Excessive administration of crystalloid and the abandonment of colloid replenishment at certain point of resuscitation are the major contributors to fluid overload, leading to a phenomenon termed fluid creep. Over-resuscitation in burn pediatric patients often results in fluid overload and many complications characterized by anasarca, orbital compartment syndrome, extremity compartment syndrome, bloodstream infections, pneumonia, abdominal compartment syndrome, and pulmonary edema requiring a prolonged and potentially complicated hospital stay.

Recent findings

Permissive hypovolemia has been shown to effectively reduce organ dysfunction, when applied a rigorous control of diuresis.

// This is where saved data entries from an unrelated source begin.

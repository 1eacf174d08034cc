//! Per-job orchestration: fetch, composite, publish, and status discipline.

use std::sync::Arc;

use metrics::counter;
use tracing::{error, info, warn};

use crate::{
    application::{
        ports::{ArtifactStore, TaskStatusStore, TemplateSource},
        render::{self, Compositor},
    },
    domain::{job::RenderJob, task::TaskStatus},
};

/// Constructed-once dependencies shared by every job a worker processes.
#[derive(Clone)]
pub struct WorkerContext {
    pub status: Arc<dyn TaskStatusStore>,
    pub templates: Arc<dyn TemplateSource>,
    pub artifacts: Arc<dyn ArtifactStore>,
    pub compositor: Arc<Compositor>,
}

/// Run one job to completion, isolating panics at the job boundary.
///
/// The job is processed in a spawned task: if anything in the pipeline
/// panics, the join error is logged, the task is marked `Failed`, and the
/// consumer loop keeps serving subsequent deliveries.
pub async fn dispatch(ctx: WorkerContext, job: RenderJob) {
    let task_id = job.id.clone();
    let status = ctx.status.clone();

    match tokio::spawn(process_render_job(ctx, job)).await {
        Ok(()) => {}
        Err(join_error) => {
            counter!("memeforge_jobs_failed_total").increment(1);
            error!(
                target = "memeforge::worker",
                task_id,
                error = %join_error,
                "render job aborted unexpectedly"
            );
            write_status(status.as_ref(), &task_id, TaskStatus::Failed, None).await;
        }
    }
}

/// Fetch, composite, encode, publish. Every exit path leaves the task in a
/// terminal state; status-store faults are logged and swallowed so they
/// never change the job outcome.
pub async fn process_render_job(ctx: WorkerContext, job: RenderJob) {
    info!(
        target = "memeforge::worker",
        task_id = %job.id,
        layers = job.text_lines.len(),
        "processing render job"
    );

    write_status(ctx.status.as_ref(), &job.id, TaskStatus::Processing, None).await;

    let template = match ctx.templates.fetch(&job.template_url).await {
        Ok(image) => image,
        Err(fetch_error) => {
            warn!(
                target = "memeforge::worker",
                task_id = %job.id,
                template_url = %job.template_url,
                error = %fetch_error,
                "template fetch failed"
            );
            fail(&ctx, &job.id).await;
            return;
        }
    };

    let composed = ctx
        .compositor
        .compose(template, &job.text_lines, job.text_border);

    let bytes = match render::encode_jpeg(&render::flatten(&composed)) {
        Ok(bytes) => bytes,
        Err(encode_error) => {
            error!(
                target = "memeforge::worker",
                task_id = %job.id,
                error = %encode_error,
                "artifact encoding failed"
            );
            fail(&ctx, &job.id).await;
            return;
        }
    };

    match ctx.artifacts.publish(&job.id, bytes).await {
        Ok(url) => {
            counter!("memeforge_jobs_processed_total").increment(1);
            info!(
                target = "memeforge::worker",
                task_id = %job.id,
                url = %url,
                "render job complete"
            );
            write_status(ctx.status.as_ref(), &job.id, TaskStatus::Done, Some(&url)).await;
        }
        Err(publish_error) => {
            warn!(
                target = "memeforge::worker",
                task_id = %job.id,
                error = %publish_error,
                "artifact publish failed"
            );
            fail(&ctx, &job.id).await;
        }
    }
}

async fn fail(ctx: &WorkerContext, task_id: &str) {
    counter!("memeforge_jobs_failed_total").increment(1);
    write_status(ctx.status.as_ref(), task_id, TaskStatus::Failed, None).await;
}

async fn write_status(
    store: &dyn TaskStatusStore,
    task_id: &str,
    status: TaskStatus,
    image_url: Option<&str>,
) {
    if let Err(store_error) = store.set_status(task_id, status, image_url).await {
        warn!(
            target = "memeforge::worker",
            task_id,
            status = status.as_str(),
            error = %store_error,
            "status write failed"
        );
    }
}
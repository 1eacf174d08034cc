//! Postgres-backed status store client.

use async_trait::async_trait;
use sqlx::postgres::{PgPool, PgPoolOptions};
use tracing::debug;

use crate::{
    application::ports::{StoreError, TaskStatusStore},
    domain::task::TaskStatus,
};

/// Writes task lifecycle updates to the `memes` table owned by the intake
/// API. The worker never creates or migrates this table.
#[derive(Clone)]
pub struct PostgresStatusStore {
    pool: PgPool,
}

impl PostgresStatusStore {
    pub fn new(pool: PgPool) -> Self {
        Self { pool }
    }

    pub async fn connect(url: &str, max_connections: u32) -> Result<Self, sqlx::Error> {
        let pool = PgPoolOptions::new()
            .max_connections(max_connections)
            .connect(url)
            .await?;
        Ok(Self::new(pool))
    }

    pub fn pool(&self) -> &PgPool {
        &self.pool
    }
}

#[async_trait]
impl TaskStatusStore for PostgresStatusStore {
    /// Single atomic update of status and URL. Rows that are missing or
    /// already terminal are left untouched, which keeps transitions
    /// monotonic even if a job is ever delivered twice.
    async fn set_status(
        &self,
        task_id: &str,
        status: TaskStatus,
        image_url: Option<&str>,
    ) -> Result<(), StoreError> {
        let result = sqlx::query(
            "UPDATE memes \
                SET status = $2, image_url = $3 \
              WHERE task_id = $1 AND status NOT IN ('Done', 'Failed')",
        )
        .bind(task_id)
        .bind(status.as_str())
        .bind(image_url)
        .execute(&self.pool)
        .await
        .map_err(StoreError::from_persistence)?;

        if result.rows_affected() == 0 {
            debug!(
                target = "memeforge::db",
                task_id,
                status = status.as_str(),
                "status write matched no row"
            );
        }

        Ok(())
    }
}
//! Hex color parsing for text layers.

use image::Rgba;

/// Parse a `#rrggbb` string into an RGBA color whose alpha channel encodes
/// the layer opacity percentage. Unparseable strings fall back to opaque
/// white.
pub fn parse_hex_color(value: &str, opacity_pct: u8) -> Rgba<u8> {
    let alpha = (f32::from(opacity_pct.min(100)) / 100.0 * 255.0).round() as u8;
    match decode_rgb(value) {
        Some([r, g, b]) => Rgba([r, g, b, alpha]),
        None => Rgba([255, 255, 255, 255]),
    }
}

fn decode_rgb(value: &str) -> Option<[u8; 3]> {
    let trimmed = value.trim();
    let digits = trimmed.strip_prefix('#').unwrap_or(trimmed);
    if digits.len() != 6 {
        return None;
    }
    let bytes = hex::decode(digits).ok()?;
    Some([bytes[0], bytes[1], bytes[2]])
}
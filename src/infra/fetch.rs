//! HTTP template retrieval.

use std::time::Duration;

use async_trait::async_trait;
use image::RgbaImage;

use crate::application::ports::{FetchError, TemplateSource};

/// Fetches template images over HTTP with a bounded per-request timeout.
pub struct HttpTemplateSource {
    client: reqwest::Client,
}

impl HttpTemplateSource {
    pub fn new(timeout: Duration) -> Result<Self, reqwest::Error> {
        let client = reqwest::Client::builder().timeout(timeout).build()?;
        Ok(Self { client })
    }
}

#[async_trait]
impl TemplateSource for HttpTemplateSource {
    async fn fetch(&self, url: &str) -> Result<RgbaImage, FetchError> {
        let response = self
            .client
            .get(url)
            .send()
            .await
            .map_err(|err| FetchError::Transport(err.to_string()))?;

        let response = response.error_for_status().map_err(|err| {
            FetchError::Status {
                status: err.status().map(|code| code.as_u16()).unwrap_or(0),
            }
        })?;

        let body = response
            .bytes()
            .await
            .map_err(|err| FetchError::Transport(err.to_string()))?;

        let decoded = image::load_from_memory(&body)
            .map_err(|err| FetchError::Decode(err.to_string()))?;

        Ok(decoded.to_rgba8())
    }
}
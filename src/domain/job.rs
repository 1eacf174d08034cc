//! Wire types for render jobs as published by the intake API.

use serde::{Deserialize, Serialize};

/// One positioned, styled piece of text to composite onto the template.
///
/// Field names and defaults follow the broker JSON contract; order within
/// [`RenderJob::text_lines`] is paint order, so later layers occlude earlier
/// ones where they overlap.
#[derive(Debug, Clone, Serialize, Deserialize)]
pub struct TextLayer {
    pub text: String,
    #[serde(default)]
    pub x_pos: i32,
    pub y_pos: i32,
    #[serde(default = "default_size")]
    pub size: u32,
    #[serde(default = "default_color")]
    pub color: String,
    #[serde(default = "default_opacity")]
    pub opacity: u8,
    #[serde(default = "default_border_color")]
    pub border_color_hex: String,
}

/// A queued render request. Lives only on the wire between the intake API
/// and the worker; the task row is the durable record of its outcome.
#[derive(Debug, Clone, Serialize, Deserialize)]
pub struct RenderJob {
    pub id: String,
    pub template_url: String,
    #[serde(default)]
    pub text_lines: Vec<TextLayer>,
    #[serde(default = "default_text_border")]
    pub text_border: bool,
}

fn default_size() -> u32 {
    50
}

fn default_color() -> String {
    "#ffffff".to_string()
}

fn default_opacity() -> u8 {
    100
}

fn default_border_color() -> String {
    "#000000".to_string()
}

fn default_text_border() -> bool {
    true
}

More recently, a urine output target of 0.5 to 1 ml/kg/h in the first 48 h of fluid resuscitation has become a trend in the monitoring of pediatric patients. Colloids appear to be an essential component for the resuscitation of severely burned patients.

Summary

Many strategies were developed to optimize fluid resuscitation in burn patients, and until current days there are controversies regarding the most efficient method to determine the ideal volume of fluid to avoid hypovolemic shock and complications from over resuscitation as well. The success of resuscitation is related to the administration of lower fluid volumes. Some centers have demonstrated that selection of more strict protocols of fluid resuscitation, rigorous diuresis control, moderate use of opioids, and early and regular use of albumin are correlated to positive outcomes and thus may attenuate the urgence of fluid creep.

Keywords

Burns Albumin Colloids Resuscitation Pediatrics Edema 

Notes

Compliance with Ethical Standards

Conflict of Interest

Maria Helena Müller Dittrich declares that she has no conflict of interest. Nicole Dittrich Hosni declares that she has no conflict of interest. Werther Brunow de Carvalho declares that he has no conflict of interest.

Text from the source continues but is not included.